Besides, venturing forth would get in the way of her punishing schedule of watching episodes of Homes Under the Hammer, followed by a trip to Asda at 6pm to rifle through the Whoops! reductions on fresh cream cakes. Then there are her  weeks in Blackpool, playing dodge-the-mobility-scooter, which she books from the back of the local paper. No for my mother.

So there's no point in me littering social media on Mothering Sunday with photos of her cuddling me as a podgy two-year-old, as is the modern way. Mother's Day on Instagram is a new feast day for the gushingly sentimental and showy. A certain oneupmanship sets in by around 11am. You thought I was great, people seem to be saying, but wait, here's my mother! It's remarkable how many people's mothers – according to Instagram – were a heady mix of Germaine Greer, Mother Theresa and Delia Smith, or at the very least the local answer to Brigitte Bardot. I save my energies and my battery life. My mother wouldn't see the photos anyway.

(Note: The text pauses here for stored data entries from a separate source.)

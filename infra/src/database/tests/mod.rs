mod otp_repository_tests;
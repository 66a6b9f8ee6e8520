//! OTP engine: issue, verify and sweep

use async_trait::async_trait;
use std::sync::Arc;
use tracing::{debug, error, info, warn};
use uuid::Uuid;

use otp_shared::config::OtpConfig;

use crate::domain::entities::otp_record::{OtpRecord, Salt, SALT_LEN};
use crate::domain::entities::otp_state::{ConsumeReason, OtpState};
use crate::errors::{ConfigError, InputViolation, OtpError, OtpResult, StoreError};
use crate::repositories::OtpRepository;
use crate::services::hashing::OtpHasher;
use crate::services::reaper::Sweeper;

use super::locks::IdLocks;
use super::policy::CodePolicy;
use super::traits::{Clock, OsRandomSource, RandomSource, SystemClock};
use super::types::IssuedOtp;

/// Orchestrates code generation, hashing, attempt accounting and expiry
///
/// Safe to share between tasks behind an `Arc`. Verifications of the same
/// identifier are serialised inside the engine; everything else runs
/// concurrently and relies on the store for consistency.
pub struct OtpEngine<R: OtpRepository, C: Clock = SystemClock> {
    /// Secret store
    repository: Arc<R>,
    /// Time source for expiry decisions
    clock: Arc<C>,
    /// Digest computation bound to the pepper
    hasher: OtpHasher,
    /// Length, alphabet, validity window and attempt budget
    policy: CodePolicy,
    /// Randomness for generated codes
    code_source: Arc<dyn RandomSource>,
    /// Randomness for per-record salts
    salt_source: Arc<dyn RandomSource>,
    /// Per-identifier verification locks
    locks: IdLocks,
}

impl<R: OtpRepository> OtpEngine<R, SystemClock> {
    /// Create an engine using the system clock and the OS random source
    ///
    /// # Errors
    ///
    /// Returns `ConfigError` if `config` describes an unusable policy or
    /// carries no pepper.
    pub fn new(repository: Arc<R>, config: &OtpConfig) -> Result<Self, ConfigError> {
        Self::with_clock(repository, Arc::new(SystemClock), config)
    }
}

impl<R: OtpRepository, C: Clock> OtpEngine<R, C> {
    /// Create an engine with an explicit clock
    pub fn with_clock(
        repository: Arc<R>,
        clock: Arc<C>,
        config: &OtpConfig,
    ) -> Result<Self, ConfigError> {
        let policy = CodePolicy::from_config(config)?;

        debug!(
            code_length = policy.length(),
            alphabet_size = policy.alphabet().len(),
            validity_seconds = policy.validity().num_seconds(),
            max_attempts = policy.max_attempts(),
            "Created OTP engine"
        );

        Ok(Self {
            repository,
            clock,
            hasher: OtpHasher::new(&config.pepper),
            policy,
            code_source: Arc::new(OsRandomSource),
            salt_source: Arc::new(OsRandomSource),
            locks: IdLocks::new(),
        })
    }

    /// Replace the random sources used for codes and salts
    pub fn with_random_sources(
        mut self,
        code_source: Arc<dyn RandomSource>,
        salt_source: Arc<dyn RandomSource>,
    ) -> Self {
        self.code_source = code_source;
        self.salt_source = salt_source;
        self
    }

    /// The validated policy this engine enforces
    pub fn policy(&self) -> &CodePolicy {
        &self.policy
    }

    /// Issue a new code
    ///
    /// Generates the code and a fresh 128-bit salt, stores only the digest,
    /// and hands the plaintext back to the caller exactly once.
    pub async fn issue(&self) -> OtpResult<IssuedOtp> {
        let code = self.policy.generate(self.code_source.as_ref());

        let mut salt: Salt = [0u8; SALT_LEN];
        self.salt_source.fill(&mut salt);

        let id = Uuid::new_v4();
        let expires_at = self.clock.now() + self.policy.validity();
        let record = OtpRecord::new(id, self.hasher.digest(&salt, &code), salt, expires_at);

        self.repository
            .save(&record)
            .await
            .map_err(|e| self.store_fault("save", id, e))?;

        info!(
            otp_id = %id,
            expires_at = %expires_at,
            event = "otp_issued",
            "Issued one-time password"
        );

        Ok(IssuedOtp {
            id,
            one_time_password: code,
            expires_at,
        })
    }

    /// Verify `candidate` against the record stored under `id`
    ///
    /// Checks run in a fixed order and fail closed:
    /// 1. Input format (no store access)
    /// 2. Lookup (`NotFound`)
    /// 3. Constant-time digest comparison
    /// 4. Expiry (`Expired`, record deleted)
    /// 5. Attempt budget (`AttemptsExceeded`, record deleted)
    /// 6. Mismatch (`Mismatch`, attempt counted) or success (record deleted)
    ///
    /// A wrong code that spends the last attempt yields `AttemptsExceeded`
    /// and deletes the record. Failed attempts are counted by the store
    /// itself, so engines sharing one store never lose an increment.
    pub async fn verify(&self, id: Uuid, candidate: &str) -> OtpResult<()> {
        if id.is_nil() {
            return Err(self.invalid_input(id, InputViolation::EmptyIdentifier));
        }
        if let Err(violation) = self.policy.check_candidate(candidate) {
            return Err(self.invalid_input(id, violation));
        }

        let _guard = self.locks.acquire(id).await;

        let record = self
            .repository
            .find_by_id(id)
            .await
            .map_err(|e| self.store_fault("find_by_id", id, e))?;

        let Some(record) = record else {
            // Same hashing work as a wrong code
            self.hasher.matches_nothing(candidate);
            return Err(self.not_found(id));
        };

        let matches = self
            .hasher
            .matches(record.salt(), candidate, record.hashed_value());
        let decision = record.decide(matches, self.clock.now(), self.policy.max_attempts());

        match decision.next_state() {
            OtpState::Consumed(reason) => self.consume(id, reason).await,
            OtpState::Active => self.count_failure(id).await,
        }
    }

    /// Delete every record whose `expires_at` lies before now
    ///
    /// # Returns
    ///
    /// * `Ok(usize)` - Number of records removed (0 when nothing expired)
    /// * `Err(OtpError::StoreFault)` - The scan or the batch delete failed
    pub async fn sweep(&self) -> OtpResult<usize> {
        let now = self.clock.now();

        let expired = self
            .repository
            .find_expired(now)
            .await
            .map_err(|e| self.sweep_fault("find_expired", e))?;

        if expired.is_empty() {
            debug!(event = "otp_sweep_completed", removed = 0, "No expired OTPs were found");
            return Ok(0);
        }

        let ids: Vec<Uuid> = expired.iter().map(OtpRecord::id).collect();
        let removed = self
            .repository
            .delete_many(&ids)
            .await
            .map_err(|e| self.sweep_fault("delete_many", e))?;

        info!(
            event = "otp_sweep_completed",
            reason = ?ConsumeReason::Swept,
            found = ids.len(),
            removed = removed,
            "Removed expired OTPs"
        );

        Ok(removed)
    }

    /// Deletes the record and maps `reason` to the caller's outcome
    async fn consume(&self, id: Uuid, reason: ConsumeReason) -> OtpResult<()> {
        let removed = self
            .repository
            .delete(id)
            .await
            .map_err(|e| self.store_fault("delete", id, e))?;

        match reason {
            ConsumeReason::Verified if !removed => {
                // Another verifier consumed the record first
                Err(self.not_found(id))
            }
            ConsumeReason::Verified => {
                info!(
                    otp_id = %id,
                    event = "otp_verified_success",
                    "One-time password verified"
                );
                Ok(())
            }
            ConsumeReason::Expired | ConsumeReason::Swept => {
                warn!(
                    otp_id = %id,
                    event = "otp_expired",
                    reason = ?reason,
                    "One-time password has expired"
                );
                Err(OtpError::Expired)
            }
            ConsumeReason::AttemptsExhausted => {
                warn!(
                    otp_id = %id,
                    event = "otp_attempts_exceeded",
                    max_attempts = self.policy.max_attempts(),
                    "Maximum verification attempts exceeded"
                );
                Err(OtpError::AttemptsExceeded)
            }
        }
    }

    /// Counts one failed attempt in the store; spending the last one closes
    /// the record
    async fn count_failure(&self, id: Uuid) -> OtpResult<()> {
        let max_attempts = self.policy.max_attempts();
        let counted = self
            .repository
            .record_failed_attempt(id, max_attempts)
            .await
            .map_err(|e| self.store_fault("record_failed_attempt", id, e))?;

        let Some(attempt_count) = counted else {
            return Err(self.not_found(id));
        };
        if attempt_count >= max_attempts {
            return self.consume(id, ConsumeReason::AttemptsExhausted).await;
        }

        let remaining_attempts = max_attempts - attempt_count;
        warn!(
            otp_id = %id,
            event = "otp_verification_failed",
            outcome = "mismatch",
            attempt_count = attempt_count,
            remaining_attempts = remaining_attempts,
            "Incorrect one-time password"
        );
        Err(OtpError::Mismatch { remaining_attempts })
    }

    fn not_found(&self, id: Uuid) -> OtpError {
        warn!(
            otp_id = %id,
            event = "otp_verification_failed",
            outcome = "not_found",
            "One-time password not found"
        );
        OtpError::NotFound
    }

    fn invalid_input(&self, id: Uuid, violation: InputViolation) -> OtpError {
        warn!(
            otp_id = %id,
            event = "otp_invalid_input",
            reason = %violation,
            "Rejected malformed verification request"
        );
        OtpError::InvalidInput { reason: violation }
    }

    fn store_fault(&self, operation: &str, id: Uuid, err: StoreError) -> OtpError {
        error!(
            otp_id = %id,
            operation = operation,
            error = %err,
            event = "otp_store_fault",
            "Secret store operation failed"
        );
        err.into()
    }

    fn sweep_fault(&self, operation: &str, err: StoreError) -> OtpError {
        error!(
            operation = operation,
            error = %err,
            event = "otp_store_fault",
            "Secret store operation failed during sweep"
        );
        err.into()
    }
}

#[async_trait]
impl<R: OtpRepository, C: Clock> Sweeper for OtpEngine<R, C> {
    async fn sweep(&self) -> OtpResult<usize> {
        OtpEngine::sweep(self).await
    }
}
//! Code format policy: length, alphabet, validity window and attempt budget

use chrono::Duration;
use regex::Regex;
use std::collections::HashSet;

use otp_shared::config::OtpConfig;

use crate::errors::{ConfigError, InputViolation};

use super::traits::RandomSource;

/// Longest accepted validity window (one year)
pub const MAX_VALIDITY_SECONDS: i64 = 365 * 24 * 60 * 60;

/// Validated view of `OtpConfig` used by the engine
#[derive(Debug, Clone)]
pub struct CodePolicy {
    length: usize,
    alphabet: Vec<u8>,
    validity: Duration,
    max_attempts: u32,
    pattern: Regex,
}

impl CodePolicy {
    /// Validates `config` and builds the policy
    ///
    /// The pepper is checked here too: an engine without one must not start.
    pub fn from_config(config: &OtpConfig) -> Result<Self, ConfigError> {
        if config.code_length == 0 {
            return Err(ConfigError::ZeroCodeLength);
        }
        if config.alphabet.is_empty() {
            return Err(ConfigError::EmptyAlphabet);
        }
        if !config.alphabet.chars().all(|c| c.is_ascii_graphic()) {
            return Err(ConfigError::NonAsciiAlphabet);
        }

        let mut seen = HashSet::new();
        for c in config.alphabet.chars() {
            if !seen.insert(c) {
                return Err(ConfigError::DuplicateSymbol(c));
            }
        }

        if config.validity_seconds <= 0 {
            return Err(ConfigError::NonPositiveValidity(config.validity_seconds));
        }
        if config.validity_seconds > MAX_VALIDITY_SECONDS {
            return Err(ConfigError::ValidityTooLong {
                seconds: config.validity_seconds,
                max: MAX_VALIDITY_SECONDS,
            });
        }
        if config.max_attempts == 0 {
            return Err(ConfigError::ZeroMaxAttempts);
        }
        if !config.has_pepper() {
            return Err(ConfigError::MissingPepper);
        }

        let class: String = config
            .alphabet
            .chars()
            .map(|c| regex::escape(&c.to_string()))
            .collect();
        let pattern = Regex::new(&format!("^[{}]+$", class))?;

        Ok(Self {
            length: config.code_length,
            alphabet: config.alphabet.as_bytes().to_vec(),
            validity: Duration::seconds(config.validity_seconds),
            max_attempts: config.max_attempts,
            pattern,
        })
    }

    pub fn length(&self) -> usize {
        self.length
    }

    pub fn alphabet(&self) -> &[u8] {
        &self.alphabet
    }

    pub fn validity(&self) -> Duration {
        self.validity
    }

    pub fn max_attempts(&self) -> u32 {
        self.max_attempts
    }

    /// Checks a candidate code before any store access
    pub fn check_candidate(&self, candidate: &str) -> Result<(), InputViolation> {
        let actual = candidate.chars().count();
        if actual != self.length {
            return Err(InputViolation::WrongLength {
                expected: self.length,
                actual,
            });
        }
        if !self.pattern.is_match(candidate) {
            return Err(InputViolation::InvalidCharacters);
        }
        Ok(())
    }

    /// Draws a code of `length` symbols uniformly from the alphabet
    ///
    /// Uses rejection sampling so that alphabets whose size does not divide
    /// 256 carry no modulo bias.
    pub fn generate(&self, source: &dyn RandomSource) -> String {
        let size = self.alphabet.len();
        let limit = 256 - (256 % size);
        let mut code = String::with_capacity(self.length);

        while code.len() < self.length {
            let mut buf = vec![0u8; self.length - code.len()];
            source.fill(&mut buf);
            for byte in buf {
                let byte = byte as usize;
                if byte < limit {
                    code.push(self.alphabet[byte % size] as char);
                }
            }
        }

        code
    }
}
//! Tracing subscriber setup

use tracing_subscriber::prelude::*;
use tracing_subscriber::{fmt, EnvFilter};

use otp_shared::config::{LogFormat, LoggingConfig};

use crate::InfrastructureError;

/// Install the global subscriber
///
/// `RUST_LOG` takes precedence over `config.level` when set.
pub fn init(config: &LoggingConfig) -> Result<(), InfrastructureError> {
    let filter = EnvFilter::try_from_default_env()
        .or_else(|_| EnvFilter::try_new(&config.level))
        .map_err(|e| InfrastructureError::Config(format!("Invalid log filter: {}", e)))?;

    let registry = tracing_subscriber::registry().with(filter);
    let source = config.source_location;

    let result = match config.format {
        LogFormat::Json => registry
            .with(
                fmt::layer()
                    .json()
                    .with_current_span(false)
                    .with_file(source)
                    .with_line_number(source),
            )
            .try_init(),
        LogFormat::Pretty => registry
            .with(fmt::layer().pretty().with_file(source).with_line_number(source))
            .try_init(),
        LogFormat::Compact => registry
            .with(
                fmt::layer()
                    .compact()
                    .with_target(false)
                    .with_file(source)
                    .with_line_number(source),
            )
            .try_init(),
    };

    result.map_err(|e| InfrastructureError::General(format!("Failed to install subscriber: {}", e)))
}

And even if Margaret at No 22 – who has a Dell laptop in order to Skype her kids in Australia – showed my mother my Instagram love-fest, she would merely wonder why I'd put a photo of me and her at the 1975 Farnborough Airshow on to the World Wide Web for any old weirdo to gawp at. Face it, if you want to make women like my mother happy on Mother's Day, forget the internet. You get on a train. You leave your phone and your laptop behind. You show up and eat fruit scones with her in person. It's like a text message, but better.

As my life has gone fully digital and I've become welded to 4G and superfast wi-fi, my mother's demands have started to seem thoroughly unreasonable. She wants me to ring her on a landline at a prearranged time and spend 45 minutes chatting. What – on my blistering, important schedule? She wants me to schlep to a Clintons and find an actual birthday card with a "nice verse" in it, and then write inside the card – with a pen! – and then find a stamp and a postbox. What are we? Amish?

She wants me to either "be at work" or "not be at work", and she doesn't want me to be in a permanent hinterland replying to Twitter direct messages at quarter past midnight and again at 7.15 in the morning. She wants me to see the whites of my brothers' eyes and not just their updates on Facebook. She is unswerving in these opinions. She is the last standing guard of internet refuseniks. She annoys me, but I love her. And a quiet voice in my soul knows that she's right and that our real-life time is precious. I should send her a text and tell her this. If I'm lucky, she might read it by June.